On sait bien que quand le deuxième "faire" a un COD, on doit utiliser "faire faire qch. à (par) qn.",par ex. :
_"On *lui *fait attendre Jean."_

Or si le deuxième "faire" n'a pas de COD, on utilise "faire faire qn.", par ex.:
_"On *le* fait peiner."_

Pourtant, ce qui m'intrigue, c'est lorsque le deuxième "faire" est un verbe transitif directe, mais dans notre phrase il n'est pas suivi de COD, comment on fait ??         Par ex. :
_"On *le / lui **?* fait signer."
"On *le / lui **?* fait attendre."
"On *le / lui **?* fait chanter."_
etc .

j'ai une autre question sur la construction "faire faire "

si le deuxième "faire" est un verbe transitif indirect, on doit utiliser quelle construction ?   "faire faire qn." ou bien "faire faire à (par) qn. ? "
ex. :
On _*le / lui*_ *?*  fait répondre *à *cette question.

Merci d'avance !


*Note des modérateurs :* Plusieurs fils ont été fusionnés pour créer celui-ci.


----------



## quinoa

Ma foi, oui. Même si pas toujours très "heureux", surtout avec "attendre".
Par contre avec "moi", on aura :
On me le fait signer.
On me le fait attendre. (pas très "heureux" non plus)
On me le fait chanter.

On le fait *y* répondre. L'accumulation des pronoms n'est pas, ici non plus, très heureuse.


----------



## CapnPrep

La question d'Anna-chonger ne concerne pas les combinaisons de pronoms.

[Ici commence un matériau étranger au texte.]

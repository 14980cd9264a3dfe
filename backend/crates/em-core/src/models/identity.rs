//! Identity issued by the auth service.

use crate::{CoreError, ErrorLocation, Result as CoreResult};

use std::collections::BTreeMap;
use std::panic::Location;

use serde::{Deserialize, Serialize};
use serde_json::Value;
use uuid::Uuid;

/// Metadata key that may carry a display name chosen at sign-up.
pub const METADATA_NAME_KEY: &str = "name";

/// Minimal authenticated-user record. Owned by the auth service and mirrored
/// read-only by everything in this workspace.
#[derive(Debug, Clone, PartialEq, Serialize, Deserialize)]
pub struct Identity {
    /// Opaque user id (the token subject)
    pub id: String,
    pub email: Option<String>,
    #[serde(default)]
    pub metadata: BTreeMap<String, Value>,
}

impl Identity {
    pub fn new(id: impl Into<String>, email: Option<String>) -> Self {
        Self {
            id: id.into(),
            email,
            metadata: BTreeMap::new(),
        }
    }

    pub fn with_metadata(mut self, key: impl Into<String>, value: Value) -> Self {
        self.metadata.insert(key.into(), value);
        self
    }

    /// Display name stored in the auth metadata, if any and non-blank.
    pub fn metadata_name(&self) -> Option<&str> {
        self.metadata
            .get(METADATA_NAME_KEY)
            .and_then(Value::as_str)
            .map(str::trim)
            .filter(|name| !name.is_empty())
    }

    /// The subject as a row key. Identities whose id is not a UUID have no
    /// rows in the tabular store.
    #[track_caller]
    pub fn user_uuid(&self) -> CoreResult<Uuid> {
        Uuid::parse_str(&self.id).map_err(|source| CoreError::Uuid {
            source,
            location: ErrorLocation::from(Location::caller()),
        })
    }
}
use anyhow::Result;
use comfy_table::Table as ComfyTable;

use layerforge_core::request::{Layer, TraitKind};

use crate::args::{Cli, PreviewArgs};
use crate::manifest::Manifest;

/// Display alias for a rarity weight (sampling always uses the raw weight).
fn weight_label(weight: u8) -> &'static str {
    match weight {
        1 => "Mythic",
        2 => "Epic",
        3 => "Rare",
        4 => "Uncommon",
        _ => "Common",
    }
}

pub fn run(cli: &Cli, args: &PreviewArgs) -> Result<()> {
    let manifest = Manifest::load(&cli.manifest)?;
    let request = manifest.build_request()?;

    let mut layers: Vec<&Layer> = request.layers.iter().collect();
    layers.sort_by_key(|l| l.order);

    for layer in &layers {
        let optional = if layer.optional { " (optional)" } else { "" };
        println!(
            "━━━ {} · order {}{} · {} traits ━━━",
            layer.name,
            layer.order,
            optional,
            layer.traits.len()
        );

        let mut t = ComfyTable::new();
        t.set_header(vec!["Trait", "Weight", "Rarity", "Rules"]);
        for tr in &layer.traits {
            let rules = match &tr.kind {
                TraitKind::Normal => 0,
                TraitKind::Ruler(rules) => rules.len(),
            };
            t.add_row(vec![
                tr.name.clone(),
                tr.weight.to_string(),
                weight_label(tr.weight).to_string(),
                rules.to_string(),
            ]);
        }
        println!("{t}\n");

        if args.rules {
            for tr in &layer.traits {
                for rule in tr.rules() {
                    let target = request
                        .layers
                        .iter()
                        .find(|l| l.id == rule.target_layer)
                        .map(|l| l.name.as_str())
                        .unwrap_or("?");
                    println!(
                        "  {} → {}: {} allowed, {} forbidden",
                        tr.name,
                        target,
                        rule.allowed.len(),
                        rule.forbidden.len()
                    );
                }
            }
        }
    }

    if !request.strict_pair_rules.is_empty() {
        println!("strict pairs:");
        for sp in &request.strict_pair_rules {
            let names: Vec<&str> = sp
                .layer_ids
                .iter()
                .filter_map(|id| {
                    request
                        .layers
                        .iter()
                        .find(|l| l.id == *id)
                        .map(|l| l.name.as_str())
                })
                .collect();
            let state = if sp.active { "active" } else { "inactive" };
            println!("  [{}] ({state})", names.join(", "));
        }
    }

    Ok(())
}
//! # Uniqueness Ledger
//!
//! Tracks which whole items and which strict-pair projections the run has
//! already produced. Keys are 128-bit SipHash-2-4 fingerprints over the
//! sorted (layer, trait) dense-index pairs of an assignment — seeded from
//! the request seed so a seeded run is reproducible end to end. At 128 bits
//! collisions are treated as negligible; there is no secondary equality
//! check.
//!
//! Concurrent workers use the two-phase `reserve`/`release` protocol: a
//! reservation holds the keys while the item is composited, and either
//! commits them or frees them. `would_collide` sees reservations too, so no
//! two workers can commit colliding assignments even under race.

use std::collections::HashSet;
use std::hash::Hasher;

use parking_lot::Mutex;
use rand::rngs::StdRng;
use rand::{Rng, SeedableRng};
use siphasher::sip128::{Hasher128, SipHasher24};

use crate::compile::CompiledRequest;

pub struct UniquenessLedger {
    k0: u64,
    k1: u64,
    /// Sorted dense layer indices per active strict-pair rule.
    combos: Vec<Vec<usize>>,
    inner: Mutex<LedgerInner>,
}

struct LedgerInner {
    whole: HashSet<u128>,
    projections: Vec<HashSet<u128>>,
    reserved_whole: HashSet<u128>,
    reserved_projections: Vec<HashSet<u128>>,
    committed: usize,
}

/// Keys held by an in-flight reservation.
#[must_use = "a reservation must be released (committed or abandoned)"]
pub struct ReserveToken {
    whole: u128,
    projections: Vec<u128>,
}

impl UniquenessLedger {
    pub fn new(compiled: &CompiledRequest) -> Self {
        let mut rng = StdRng::seed_from_u64(compiled.seed);
        let combos = compiled
            .combinations
            .iter()
            .map(|c| c.layers.clone())
            .collect();
        Self::with_keys(rng.random(), rng.random(), combos)
    }

    pub fn with_keys(k0: u64, k1: u64, combos: Vec<Vec<usize>>) -> Self {
        let projections = vec![HashSet::new(); combos.len()];
        let reserved_projections = vec![HashSet::new(); combos.len()];
        Self {
            k0,
            k1,
            combos,
            inner: Mutex::new(LedgerInner {
                whole: HashSet::new(),
                projections,
                reserved_whole: HashSet::new(),
                reserved_projections,
                committed: 0,
            }),
        }
    }

    /// True when the whole-item key or any strict-pair projection key is
    /// already committed or reserved.
    pub fn would_collide(&self, assignment: &[usize]) -> bool {
        let (whole, projections) = self.keys_for(assignment);
        let inner = self.inner.lock();
        if inner.whole.contains(&whole) || inner.reserved_whole.contains(&whole) {
            return true;
        }
        projections.iter().enumerate().any(|(i, key)| {
            inner.projections[i].contains(key) || inner.reserved_projections[i].contains(key)
        })
    }

    /// Atomically claim every key for this assignment. `None` means another
    /// worker holds or committed a colliding key.
    pub fn reserve(&self, assignment: &[usize]) -> Option<ReserveToken> {
        let (whole, projections) = self.keys_for(assignment);
        let mut inner = self.inner.lock();

        if inner.whole.contains(&whole) || inner.reserved_whole.contains(&whole) {
            return None;
        }
        if projections.iter().enumerate().any(|(i, key)| {
            inner.projections[i].contains(key) || inner.reserved_projections[i].contains(key)
        }) {
            return None;
        }

        inner.reserved_whole.insert(whole);
        for (i, key) in projections.iter().enumerate() {
            inner.reserved_projections[i].insert(*key);
        }
        Some(ReserveToken { whole, projections })
    }

    /// Drop a reservation, committing its keys when `commit` is true.
    pub fn release(&self, token: ReserveToken, commit: bool) {
        let mut inner = self.inner.lock();
        inner.reserved_whole.remove(&token.whole);
        for (i, key) in token.projections.iter().enumerate() {
            inner.reserved_projections[i].remove(key);
        }
        if commit {
            inner.whole.insert(token.whole);
            for (i, key) in token.projections.into_iter().enumerate() {
                inner.projections[i].insert(key);
            }
            inner.committed += 1;
        }
    }

    /// Single-step insert for non-racing callers. Returns false on collision.
    pub fn commit(&self, assignment: &[usize]) -> bool {
        match self.reserve(assignment) {
            Some(token) => {
                self.release(token, true);
                true
            }
            None => false,
        }
    }

    pub fn committed_count(&self) -> usize {
        self.inner.lock().committed
    }

    fn keys_for(&self, assignment: &[usize]) -> (u128, Vec<u128>) {
        let whole = self.fingerprint(assignment, None);
        let projections = self
            .combos
            .iter()
            .map(|layers| self.fingerprint(assignment, Some(layers)))
            .collect();
        (whole, projections)
    }

    /// Order-independent key: (layer, trait) pairs are fed in ascending
    /// layer-index order, restricted to `subset` when given.
    fn fingerprint(&self, assignment: &[usize], subset: Option<&[usize]>) -> u128 {
        let mut hasher = SipHasher24::new_with_keys(self.k0, self.k1);
        let mut feed = |layer: usize| {
            hasher.write(&(layer as u32).to_le_bytes());
            hasher.write(&(assignment[layer] as u32).to_le_bytes());
        };
        match subset {
            None => (0..assignment.len()).for_each(&mut feed),
            Some(layers) => layers.iter().copied().for_each(&mut feed),
        }
        hasher.finish128().as_u128()
    }
}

Si l'infinitif n'a pas de COD (ni devant ni derrière), que ce soit un verbe intransitif ou un verbe transitif en emploi absolu, « son agent se met normalement à l'accusatif ». Mais « parfois, après _faire, laisser_ et _voir_, l'infinitif sans objet direct a son agent au datif » (c'est un style archaïsant ou littéraire). [citations du _Bon usage_ §903]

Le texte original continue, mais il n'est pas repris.